From Asimov's laws to Kasparov's laws: artificial intelligence, clinical work, and the design of hybrid intelligence.
Authors
Affiliations (1)
Affiliations (1)
- Dipartimento di Informatica, sistemistica e comunicazione, Università di Milano-Bicocca - Centro Digital Health and Wellbeing, Fondazione Bruno Kessler, Trento.
Abstract
The article explores the shift from Asimov's laws, centered on machine obedience, to Kasparov's laws of "hybrid intelligence". While Asimov focused on preventing harm through autonomous constraints, Kasparov emphasizes that the best performance arises from the optimal orchestration of human, machine, and process.
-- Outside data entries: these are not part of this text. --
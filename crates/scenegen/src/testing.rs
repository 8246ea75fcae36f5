use crate::config::PackerConfig;
use std::{
    fs,
    path::{Path, PathBuf},
    process,
    sync::atomic::{AtomicU32, Ordering},
};

static NEXT_ID: AtomicU32 = AtomicU32::new(0);

/// Throwaway project directory under the system temp dir, removed on drop.
pub struct ScratchDir {
    root: PathBuf,
}

impl ScratchDir {
    pub fn new(tag: &str) -> Self {
        let id = NEXT_ID.fetch_add(1, Ordering::Relaxed);
        let root = std::env::temp_dir().join(format!("scenegen-{tag}-{}-{id}", process::id()));
        let _ = fs::remove_dir_all(&root);
        fs::create_dir_all(&root).unwrap();
        Self { root }
    }

    pub fn path(&self) -> &Path {
        &self.root
    }

    /// Writes a file relative to the scratch root, creating parent directories.
    pub fn write(&self, relative: &str, contents: &str) -> PathBuf {
        let path = self.root.join(relative);
        if let Some(parent) = path.parent() {
            fs::create_dir_all(parent).unwrap();
        }
        fs::write(&path, contents).unwrap();
        path
    }

    pub fn read(&self, relative: &str) -> String {
        fs::read_to_string(self.root.join(relative)).unwrap()
    }

    pub fn mkdir(&self, relative: &str) {
        fs::create_dir_all(self.root.join(relative)).unwrap();
    }

    /// Default layout rooted here instead of the working directory.
    pub fn config(&self) -> PackerConfig {
        let defaults = PackerConfig::default();
        PackerConfig {
            models_dir: self.root.join(&defaults.models_dir),
            reference_root: self.root.clone(),
            output_dir: self.root.join(&defaults.output_dir),
            ..defaults
        }
    }
}

impl Drop for ScratchDir {
    fn drop(&mut self) {
        let _ = fs::remove_dir_all(&self.root);
    }
}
This perspective suggests that a "weak human + machine + superior process" can outperform a "strong human + machine + inferior process". Empirical studies in radiology are consistent with this socio-technical conjecture. Studies in radiology indicate that specific collaboration protocols allow human-AI teams to surpass isolated models. Notably, research confirms that less proficient clinicians embedded in effective protocols can achieve higher accuracy than clinicians with higher baseline accuracy operating under less effective protocols. This framework views AI as a component of "superminds" - collective cognitive architectures that enhance plural decision-making. Ultimately, the value of AI is an emergent property of the organizational system. Rather than focusing solely on model accuracy, designers must create interaction protocols that calibrate trust and prevent professional deskilling. The goal is to move toward a synergy where machines help human collectives become more intelligent.